Abstract:Model selection is a fundamental part of Bayesian statistical inference; a widely used tool in the field of epidemiology. Simple methods such as Akaike Information Criterion are commonly used but they do not incorporate the uncertainty of the model's parameters, which can give misleading choices when comparing models with similar fit to the data. One approach to model selection in a more rigorous way that uses the full posterior distributions of the models is to compute the ratio of the normalising constants (or model evidence), known as Bayes factors. These normalising constants integrate the posterior distribution over all parameters and balance over and under fitting.

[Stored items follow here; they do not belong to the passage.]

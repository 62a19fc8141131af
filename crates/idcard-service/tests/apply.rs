//! Application form integration tests.

mod common;

use std::future::IntoFuture;

use axum::http::StatusCode;
use axum_test::multipart::MultipartForm;

use common::{application_form, location, session_cookie, TestHarness};
use idcard_backend::AuthProvider;
use idcard_core::{ApplicationStatus, Bucket};

// ============================================================================
// Session gate
// ============================================================================

#[tokio::test]
async fn form_requires_session() {
    let harness = TestHarness::new();

    let response = harness.server.get("/apply").await;

    response.assert_status(StatusCode::SEE_OTHER);
    assert_eq!(location(&response), "/auth");
}

#[tokio::test]
async fn submit_without_session_uploads_nothing() {
    let harness = TestHarness::new();

    let response = harness
        .server
        .post("/apply")
        .multipart(application_form())
        .await;

    response.assert_status(StatusCode::SEE_OTHER);
    assert_eq!(location(&response), "/auth");
    assert!(harness.backend.applications().await.is_empty());
    assert!(harness.backend.objects_in(Bucket::PassportPhotos).await.is_empty());
}

#[tokio::test]
async fn form_renders_with_department_disabled() {
    let harness = TestHarness::new();
    let session = harness.session().await;
    let (name, value) = session_cookie(&session);

    let response = harness.server.get("/apply").add_header(name, value).await;

    response.assert_status_ok();
    let html = response.text();
    assert!(html.contains("ID Card Application"));
    assert!(html.contains(r#"name="department" required disabled"#));
}

// ============================================================================
// Department options
// ============================================================================

#[tokio::test]
async fn departments_of_a_faculty() {
    let harness = TestHarness::new();

    let response = harness
        .server
        .get("/apply/departments")
        .add_query_param("faculty", "Faculty of Agriculture")
        .await;

    response.assert_status_ok();
    let departments: Vec<String> = response.json();
    assert_eq!(
        departments,
        [
            "Agronomy",
            "Animal Science",
            "Crop Protection",
            "Agricultural Economics"
        ]
    );
}

#[tokio::test]
async fn departments_of_unknown_faculty_are_empty() {
    let harness = TestHarness::new();

    let response = harness
        .server
        .get("/apply/departments")
        .add_query_param("faculty", "Faculty of Medicine")
        .await;

    response.assert_status_ok();
    let departments: Vec<String> = response.json();
    assert!(departments.is_empty());
}

// ============================================================================
// Submission
// ============================================================================

#[tokio::test]
async fn successful_submission_redirects_to_dashboard() {
    let harness = TestHarness::new();
    let session = harness.session().await;
    let (name, value) = session_cookie(&session);

    let response = harness
        .server
        .post("/apply")
        .add_header(name, value)
        .multipart(application_form())
        .await;

    response.assert_status(StatusCode::SEE_OTHER);
    assert_eq!(location(&response), "/dashboard?notice=submitted");

    let applications = harness.backend.applications().await;
    assert_eq!(applications.len(), 1);
    let stored = &applications[0];
    assert_eq!(stored.user_id, session.user_id);
    assert_eq!(stored.status, ApplicationStatus::Pending);
    assert_eq!(stored.matric_number, "FUL/SCI/20/0042");
    assert_eq!(stored.faculty, "Faculty of Science");
    assert_eq!(stored.department, "Computer Science");
    assert_eq!(stored.level, "300");

    let passports = harness.backend.objects_in(Bucket::PassportPhotos).await;
    assert_eq!(passports.len(), 1);
    assert!(passports[0].starts_with(&format!("{}-", session.user_id)));
    assert!(passports[0].ends_with(".jpg"));
    let object = harness
        .backend
        .object(Bucket::PassportPhotos, &passports[0])
        .await
        .unwrap();
    assert_eq!(object.content_type, "image/jpeg");
    assert_eq!(object.bytes, vec![0xFF, 0xD8, 0xFF, 0xE0]);

    let signatures = harness.backend.objects_in(Bucket::Signatures).await;
    assert_eq!(signatures.len(), 1);
    assert!(signatures[0].ends_with(".png"));
    assert!(stored
        .signature_url
        .as_deref()
        .is_some_and(|url| url.ends_with(&signatures[0])));
}

#[tokio::test]
async fn missing_field_redraws_form_without_uploading() {
    let harness = TestHarness::new();
    let session = harness.session().await;
    let (name, value) = session_cookie(&session);

    let form = MultipartForm::new()
        .add_text("fullName", "Amina Bello")
        .add_text("matricNumber", "   ")
        .add_text("faculty", "Faculty of Science")
        .add_text("department", "Physics")
        .add_text("level", "200");

    let response = harness
        .server
        .post("/apply")
        .add_header(name, value)
        .multipart(form)
        .await;

    response.assert_status(StatusCode::UNPROCESSABLE_ENTITY);
    let html = response.text();
    assert!(html.contains("Matriculation number is required"));
    assert!(html.contains(r#"value="Amina Bello""#));
    assert!(html.contains(r#"<option value="Physics" selected>"#));
    assert!(harness.backend.applications().await.is_empty());
    assert!(harness.backend.objects_in(Bucket::PassportPhotos).await.is_empty());
}

#[tokio::test]
async fn department_from_another_faculty_is_rejected() {
    let harness = TestHarness::new();
    let session = harness.session().await;
    let (name, value) = session_cookie(&session);

    let form = application_form().add_text("department", "History");

    let response = harness
        .server
        .post("/apply")
        .add_header(name, value)
        .multipart(form)
        .await;

    response.assert_status(StatusCode::UNPROCESSABLE_ENTITY);
    assert!(response
        .text()
        .contains("History is not a department of the Faculty of Science"));
    assert!(harness.backend.applications().await.is_empty());
}

#[tokio::test]
async fn passport_upload_failure_inserts_nothing() {
    let harness = TestHarness::new();
    let session = harness.session().await;
    harness.backend.fail_uploads_to(Bucket::PassportPhotos).await;
    let (name, value) = session_cookie(&session);

    let response = harness
        .server
        .post("/apply")
        .add_header(name, value)
        .multipart(application_form())
        .await;

    response.assert_status(StatusCode::BAD_GATEWAY);
    let html = response.text();
    assert!(html.contains("Failed to upload passport photo"));
    assert!(html.contains(r#"value="FUL/SCI/20/0042""#));
    assert!(harness.backend.applications().await.is_empty());
    assert!(harness.backend.objects_in(Bucket::Signatures).await.is_empty());
}

#[tokio::test]
async fn insert_failure_removes_uploads() {
    let harness = TestHarness::new();
    let session = harness.session().await;
    harness
        .backend
        .fail_inserts("new row violates row-level security policy")
        .await;
    let (name, value) = session_cookie(&session);

    let response = harness
        .server
        .post("/apply")
        .add_header(name, value)
        .multipart(application_form())
        .await;

    response.assert_status(StatusCode::BAD_GATEWAY);
    assert!(response.text().contains(
        "Failed to submit application: new row violates row-level security policy"
    ));
    assert!(harness.backend.objects_in(Bucket::PassportPhotos).await.is_empty());
    assert!(harness.backend.objects_in(Bucket::Signatures).await.is_empty());
}

// ============================================================================
// Sign-out while the form is open
// ============================================================================

#[tokio::test]
async fn session_stream_requires_session() {
    let harness = TestHarness::new();

    let response = harness.server.get("/session/events").await;

    response.assert_status(StatusCode::SEE_OTHER);
    assert_eq!(location(&response), "/auth");
    assert_eq!(harness.backend.subscriber_count(), 0);
}

#[tokio::test]
async fn open_form_is_sent_to_login_on_sign_out() {
    let harness = TestHarness::new();
    let session = harness.registered("amina@fulafia.edu.ng").await;
    let (name, value) = session_cookie(&session);

    let form = harness
        .server
        .get("/apply")
        .add_header(name.clone(), value.clone())
        .await;
    form.assert_status_ok();
    assert!(form.text().contains("/session/events"));

    let request = harness
        .server
        .get("/session/events")
        .add_header(name, value)
        .into_future();

    let drive = async {
        while harness.backend.subscriber_count() == 0 {
            tokio::task::yield_now().await;
        }
        // A sign-in elsewhere does not close the form.
        harness
            .backend
            .sign_in("amina@fulafia.edu.ng", "correct horse")
            .await
            .unwrap();
        harness.backend.sign_out(&session).await.unwrap();
    };

    let (response, ()) = tokio::join!(request, drive);

    response.assert_status_ok();
    let body = response.text();
    assert_eq!(body.matches("event: redirect").count(), 1);
    assert!(body.contains("data: /auth"));
    assert_eq!(harness.backend.subscriber_count(), 0);
}
//! Page error types and responses.

use axum::http::StatusCode;
use axum::response::{Html, IntoResponse, Response};

use idcard_backend::BackendError;

use crate::views;

/// Error rendered as an HTML error page.
#[derive(Debug, thiserror::Error)]
pub enum PageError {
    /// Malformed request.
    #[error("bad request: {0}")]
    BadRequest(String),

    /// Backend call failed.
    #[error("backend error: {0}")]
    Backend(#[from] BackendError),

    /// Internal server error.
    #[error("internal error: {0}")]
    Internal(String),
}

impl IntoResponse for PageError {
    fn into_response(self) -> Response {
        let (status, message) = match &self {
            Self::BadRequest(msg) => (StatusCode::BAD_REQUEST, msg.clone()),
            Self::Backend(err) => {
                tracing::error!(error = %err, "Backend call failed");
                (StatusCode::BAD_GATEWAY, err.user_message())
            }
            Self::Internal(msg) => {
                tracing::error!(error = %msg, "Internal server error");
                (
                    StatusCode::INTERNAL_SERVER_ERROR,
                    "An unexpected error occurred".to_string(),
                )
            }
        };

        (status, Html(views::error_page(status, &message))).into_response()
    }
}

impl From<axum::extract::multipart::MultipartError> for PageError {
    fn from(err: axum::extract::multipart::MultipartError) -> Self {
        Self::BadRequest(err.body_text())
    }
}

However, normalising constants often come in the form of intractable, high-dimensional integrals, therefore special probabilistic techniques need to be applied to correctly estimate the Bayes factors. One such method is thermodynamic integration (TI), which can be used to estimate the ratio of two models' evidence by integrating over a continuous path between the two un-normalised densities. In this paper we introduce a variation of the TI method, here referred to as referenced TI, which computes a single model's evidence in an efficient way by using a reference density such as a multivariate normal - where the normalising constant is known. We show that referenced TI, an asymptotically exact Monte Carlo method of calculating the normalising constant of a single model, in practice converges to the correct result much faster than other competing approaches such as the method of power posteriors. We illustrate the implementation of the algorithm on informative 1- and 2-dimensional examples, and apply it to a popular linear regression problem, and use it to select parameters for a model of the COVID-19 epidemic in South Korea.